The man accepts. That's when Elliot adds that he also wants the man's dog, Flipper.
Thoughts
Voice Phishing, or Vishing, is a popular attack. Nowadays it's extra scary with AI-cloned voices. I'd say we're already at a place where you cannot trust any voice call, regardless of how much you recognize the voice. Probably not video calls either.
Colby Goes Down
News hits that Terry Colby, CEO of E Corp, has been arrested for aiding or conspiring with hackers to pressure the company during renegotiation of his contract.
Elliot walks the streets of Manhattan, ecstatic. As she raises his arms in triumph, three men in suits forcefully compel him to get into a black SUV. They reach a skyscraper and the men escort Elliot to one of the top floors.
Tyrell Wellick, SVP or Technology at Evil Corp, greets him.
Thoughts
I think we have to assume that other powers are pushing Colby out. A mere IP address would not be enough. And Tyrell Wellick seems kind of satisfied seeing Elliot in that last scene.
Final Remarks
There are some stereotypical things going on here. Elliot is a quirky, lonely, young male dressed in black with a hoodie. That's a hacker trope. Being an undefeatable elite hacker is also a bit tired.
2015 when Mr. Robot came out, several vigilante hacker group activities were fresh in people's minds. There was hacker involvement in Occupy Wall Street, Arab Spring, and Million Mark March. You can definitely feel the origins of F Society in those kind of movements. Nowadays hacker collectives like Anonymous are not as prevalent in the news and we hear much more about nation state hacking.

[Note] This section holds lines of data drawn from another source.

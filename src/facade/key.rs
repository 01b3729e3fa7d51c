//! Cache Key Derivation
//!
//! Deterministic string keys from semantically meaningful inputs.
//! Callers coalesced on one logical request must derive the identical
//! key, so query parameters and roles are sorted before serialization.

// == Request Key ==
/// Key for an API response: path plus sorted query parameters.
pub fn request_key(path: &str, params: &[(&str, &str)]) -> String {
    if params.is_empty() {
        return path.to_string();
    }
    let mut sorted = params.to_vec();
    sorted.sort_unstable();
    let query: Vec<String> = sorted
        .iter()
        .map(|(name, value)| format!("{}={}", name, value))
        .collect();
    format!("{}?{}", path, query.join("&"))
}

// == Auth Key ==
/// Key for an authorization decision: user plus sorted, deduplicated
/// roles.
pub fn auth_key(user_id: &str, roles: &[&str]) -> String {
    let mut sorted = roles.to_vec();
    sorted.sort_unstable();
    sorted.dedup();
    format!("auth:{}:{}", user_id, sorted.join(","))
}

// == Object Key ==
/// Key for a stored object of a given kind.
pub fn object_key(kind: &str, id: &str) -> String {
    format!("{}:{}", kind, id)
}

Elliot's dissociative identity disorder adds depth and plays a large role as the show unfolds. There is some risk of stigma with hackers being introverts and socially awkward but I think it's integrated and given enough space to work. Sam Esmail consulted a psychologist on the portrayal and drew from personal experiences of anxiety and addiction to create Elliot.
I'm looking forward to re-watching subsequent episodes!
Currently Reading
I've started reading Acts of the Apostles by John F. X. Sundman. It's the last of the three novels for which I promised an interview with the author back in the January issue. It's a 1990s edgy hacker story and I'm liking it so far.